## ACTIVITY
The records beneath should be restated word for word.

## Collected data entries
//! # Playground CLI
//!
//! Native host for the playground editor. The scene lives in a snapshot
//! slot on disk (`<data-dir>/<key>.json`) in the same format the browser
//! editor keeps in `localStorage`.
//!
//! ## Usage
//!
//! ```bash
//! playground add text 10 10
//! playground list
//! playground set <id> '{"bold": true}'
//! playground replay gestures.json --width 1280 --height 720
//! ```
//!
//! Every mutating command loads the slot, applies the change and saves.

#![forbid(unsafe_code)]
#![deny(missing_docs)]
#![deny(clippy::all)]
#![deny(clippy::pedantic)]

use std::io::Write;
use std::path::PathBuf;

use anyhow::{bail, Context};
use clap::{Parser, Subcommand};
use playground_core::{
    AttributePatch, Editor, EditorConfig, ElementId, FileSnapshotStore, FixedCanvas, InputEvent,
    LoadOutcome, SnapshotStore, Variant, DEFAULT_STORAGE_KEY,
};

/// Command-line arguments for the playground host.
#[derive(Debug, Clone, Parser)]
#[command(name = "playground")]
#[command(about = "Drag-and-drop playground editor, native host")]
#[command(version)]
pub struct CliArgs {
    /// Directory holding snapshot slots
    #[arg(long, env = "PLAYGROUND_DATA_DIR", default_value = ".playground")]
    pub data_dir: PathBuf,

    /// Snapshot slot name
    #[arg(long, env = "PLAYGROUND_STORAGE_KEY", default_value = DEFAULT_STORAGE_KEY)]
    pub key: String,

    /// Operation to perform
    #[command(subcommand)]
    pub command: Command,
}

/// Operations on the saved scene.
#[derive(Debug, Clone, Subcommand)]
pub enum Command {
    /// Print every element in paint order
    List,
    /// Create an element at canvas-local coordinates
    #[command(allow_negative_numbers = true)]
    Add {
        /// Element type: text, image or shape
        variant: Variant,
        /// Left edge
        x: f64,
        /// Top edge
        y: f64,
    },
    /// Move an element; negative coordinates are floored at 0 like a drag
    #[command(name = "move", allow_negative_numbers = true)]
    Move {
        /// Element id
        id: ElementId,
        /// New left edge
        x: f64,
        /// New top edge
        y: f64,
    },
    /// Set an element's size (not clamped)
    Resize {
        /// Element id
        id: ElementId,
        /// New width
        width: u32,
        /// New height
        height: u32,
    },
    /// Merge a JSON attribute patch into an element
    Set {
        /// Element id
        id: ElementId,
        /// Patch object, e.g. '{"fontSize": 24}'
        patch: String,
    },
    /// Delete an element
    Delete {
        /// Element id
        id: ElementId,
    },
    /// Feed a JSON array of input events through the gesture controller
    Replay {
        /// Script file
        script: PathBuf,
        /// Canvas width in pixels
        #[arg(long, default_value = "1280")]
        width: f64,
        /// Canvas height in pixels
        #[arg(long, default_value = "720")]
        height: f64,
    },
    /// Remove the saved slot
    Clear,
}

/// Host configuration.
#[derive(Debug, Clone)]
pub struct CliConfig {
    /// Directory holding snapshot slots.
    pub data_dir: PathBuf,
    /// Editor session settings.
    pub editor: EditorConfig,
}

impl From<&CliArgs> for CliConfig {
    fn from(args: &CliArgs) -> Self {
        Self {
            data_dir: args.data_dir.clone(),
            // load explicitly so a broken slot is reported, not overwritten
            editor: EditorConfig::default()
                .with_storage_key(args.key.clone())
                .with_restore_on_startup(false),
        }
    }
}

/// Open the slot and run one command, writing results to `out`.
///
/// # Errors
///
/// Returns an error if the slot cannot be read or written, the snapshot is
/// malformed, an id does not exist, or input cannot be parsed.
pub fn run(config: &CliConfig, command: &Command, out: &mut impl Write) -> anyhow::Result<()> {
    let store = FileSnapshotStore::new(&config.data_dir)
        .with_context(|| format!("opening data directory {}", config.data_dir.display()))?;
    let mut editor = Editor::new(&config.editor, store);

    if !matches!(command, Command::Clear) {
        if let LoadOutcome::Restored { count } = editor
            .load()
            .with_context(|| format!("loading slot {}", config.editor.storage_key))?
        {
            tracing::debug!("Loaded {count} elements");
        }
    }

    match command {
        Command::List => {
            list(&editor, out)?;
            return Ok(());
        }
        Command::Add { variant, x, y } => {
            let id = editor.document_mut().create_element(*variant, *x, *y);
            writeln!(out, "{id}")?;
        }
        Command::Move { id, x, y } => {
            require(&editor, id)?;
            editor.document_mut().move_element(id, x.max(0.0), y.max(0.0));
        }
        Command::Resize { id, width, height } => {
            require(&editor, id)?;
            editor.edit_size(id, *width, *height);
        }
        Command::Set { id, patch } => {
            let variant = require(&editor, id)?;
            let patch = AttributePatch::from_json(variant, patch)
                .with_context(|| format!("invalid {variant} patch"))?;
            editor.edit_attributes(id, patch);
        }
        Command::Delete { id } => {
            require(&editor, id)?;
            editor.delete_element(id);
        }
        Command::Replay {
            script,
            width,
            height,
        } => {
            let json = std::fs::read_to_string(script)
                .with_context(|| format!("reading script {}", script.display()))?;
            let events: Vec<InputEvent> =
                serde_json::from_str(&json).context("parsing input event script")?;
            let bounds = FixedCanvas::at_origin(*width, *height);
            for event in &events {
                editor.handle_event(&bounds, event);
            }
            editor.flush_frame();
            writeln!(out, "replayed {} events", events.len())?;
        }
        Command::Clear => {
            editor.clear_saved()?;
            writeln!(out, "cleared slot {}", config.editor.storage_key)?;
            return Ok(());
        }
    }

    let saved = editor.save()?;
    tracing::debug!("Saved {saved} elements");
    Ok(())
}

fn require<S: SnapshotStore>(editor: &Editor<S>, id: &ElementId) -> anyhow::Result<Variant> {
    match editor.document().get(id) {
        Some(element) => Ok(element.variant()),
        None => bail!("no element with id {id}"),
    }
}

fn list<S: SnapshotStore>(editor: &Editor<S>, out: &mut impl Write) -> anyhow::Result<()> {
    for element in editor.document().elements() {
        writeln!(
            out,
            "{}\t{}\t{},{}\t{}x{}",
            element.id,
            element.variant(),
            element.position.x,
            element.position.y,
            element.size.width,
            element.size.height
        )?;
    }
    Ok(())
}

## COMPLETED TASK
//! # Playground CLI
//!
//! Native host for the playground editor. The scene lives in a snapshot
//! slot on disk (`<data-dir>/<key>.json`) in the same format the browser
//! editor keeps in `localStorage`.
//!
//! ## Usage
//!
//! ```bash
//! playground add text 10 10
//! playground list
//! playground set <id> '{"bold": true}'
//! playground replay gestures.json --width 1280 --height 720
//! ```
//!
//! Every mutating command loads the slot, applies the change and saves.

#![forbid(unsafe_code)]
#![deny(missing_docs)]
#![deny(clippy::all)]
#![deny(clippy::pedantic)]

use std::io::Write;
use std::path::PathBuf;

use anyhow::{bail, Context};
use clap::{Parser, Subcommand};
use playground_core::{
    AttributePatch, Editor, EditorConfig, ElementId, FileSnapshotStore, FixedCanvas, InputEvent,
    LoadOutcome, SnapshotStore, Variant, DEFAULT_STORAGE_KEY,
};

/// Command-line arguments for the playground host.
#[derive(Debug, Clone, Parser)]
#[command(name = "playground")]
#[command(about = "Drag-and-drop playground editor, native host")]
#[command(version)]
pub struct CliArgs {
    /// Directory holding snapshot slots
    #[arg(long, env = "PLAYGROUND_DATA_DIR", default_value = ".playground")]
    pub data_dir: PathBuf,

    /// Snapshot slot name
    #[arg(long, env = "PLAYGROUND_STORAGE_KEY", default_value = DEFAULT_STORAGE_KEY)]
    pub key: String,

    /// Operation to perform
    #[command(subcommand)]
    pub command: Command,
}

/// Operations on the saved scene.
#[derive(Debug, Clone, Subcommand)]
pub enum Command {
    /// Print every element in paint order
    List,
    /// Create an element at canvas-local coordinates
    #[command(allow_negative_numbers = true)]
    Add {
        /// Element type: text, image or shape
        variant: Variant,
        /// Left edge
        x: f64,
        /// Top edge
        y: f64,
    },
    /// Move an element; negative coordinates are floored at 0 like a drag
    #[command(name = "move", allow_negative_numbers = true)]
    Move {
        /// Element id
        id: ElementId,
        /// New left edge
        x: f64,
        /// New top edge
        y: f64,
    },
    /// Set an element's size (not clamped)
    Resize {
        /// Element id
        id: ElementId,
        /// New width
        width: u32,
        /// New height
        height: u32,
    },
    /// Merge a JSON attribute patch into an element
    Set {
        /// Element id
        id: ElementId,
        /// Patch object, e.g. '{"fontSize": 24}'
        patch: String,
    },
    /// Delete an element
    Delete {
        /// Element id
        id: ElementId,
    },
    /// Feed a JSON array of input events through the gesture controller
    Replay {
        /// Script file
        script: PathBuf,
        /// Canvas width in pixels
        #[arg(long, default_value = "1280")]
        width: f64,
        /// Canvas height in pixels
        #[arg(long, default_value = "720")]
        height: f64,
    },
    /// Remove the saved slot
    Clear,
}

/// Host configuration.
#[derive(Debug, Clone)]
pub struct CliConfig {
    /// Directory holding snapshot slots.
    pub data_dir: PathBuf,
    /// Editor session settings.
    pub editor: EditorConfig,
}

impl From<&CliArgs> for CliConfig {
    fn from(args: &CliArgs) -> Self {
        Self {
            data_dir: args.data_dir.clone(),
            // load explicitly so a broken slot is reported, not overwritten
            editor: EditorConfig::default()
                .with_storage_key(args.key.clone())
                .with_restore_on_startup(false),
        }
    }
}

/// Open the slot and run one command, writing results to `out`.
///
/// # Errors
///
/// Returns an error if the slot cannot be read or written, the snapshot is
/// malformed, an id does not exist, or input cannot be parsed.
pub fn run(config: &CliConfig, command: &Command, out: &mut impl Write) -> anyhow::Result<()> {
    let store = FileSnapshotStore::new(&config.data_dir)
        .with_context(|| format!("opening data directory {}", config.data_dir.display()))?;
    let mut editor = Editor::new(&config.editor, store);

    if !matches!(command, Command::Clear) {
        if let LoadOutcome::Restored { count } = editor
            .load()
            .with_context(|| format!("loading slot {}", config.editor.storage_key))?
        {
            tracing::debug!("Loaded {count} elements");
        }
    }

    match command {
        Command::List => {
            list(&editor, out)?;
            return Ok(());
        }
        Command::Add { variant, x, y } => {
            let id = editor.document_mut().create_element(*variant, *x, *y);
            writeln!(out, "{id}")?;
        }
        Command::Move { id, x, y } => {
            require(&editor, id)?;
            editor.document_mut().move_element(id, x.max(0.0), y.max(0.0));
        }
        Command::Resize { id, width, height } => {
            require(&editor, id)?;
            editor.edit_size(id, *width, *height);
        }
        Command::Set { id, patch } => {
            let variant = require(&editor, id)?;
            let patch = AttributePatch::from_json(variant, patch)
                .with_context(|| format!("invalid {variant} patch"))?;
            editor.edit_attributes(id, patch);
        }
        Command::Delete { id } => {
            require(&editor, id)?;
            editor.delete_element(id);
        }
        Command::Replay {
            script,
            width,
            height,
        } => {
            let json = std::fs::read_to_string(script)
                .with_context(|| format!("reading script {}", script.display()))?;
            let events: Vec<InputEvent> =
                serde_json::from_str(&json).context("parsing input event script")?;
            let bounds = FixedCanvas::at_origin(*width, *height);
            for event in &events {
                editor.handle_event(&bounds, event);
            }
            editor.flush_frame();
            writeln!(out, "replayed {} events", events.len())?;
        }
        Command::Clear => {
            editor.clear_saved()?;
            writeln!(out, "cleared slot {}", config.editor.storage_key)?;
            return Ok(());
        }
    }

    let saved = editor.save()?;
    tracing::debug!("Saved {saved} elements");
    Ok(())
}

fn require<S: SnapshotStore>(editor: &Editor<S>, id: &ElementId) -> anyhow::Result<Variant> {
    match editor.document().get(id) {
        Some(element) => Ok(element.variant()),
        None => bail!("no element with id {id}"),
    }
}

fn list<S: SnapshotStore>(editor: &Editor<S>, out: &mut impl Write) -> anyhow::Result<()> {
    for element in editor.document().elements() {
        writeln!(
            out,
            "{}\t{}\t{},{}\t{}x{}",
            element.id,
            element.variant(),
            element.position.x,
            element.position.y,
            element.size.width,
            element.size.height
        )?;
    }
    Ok(())
}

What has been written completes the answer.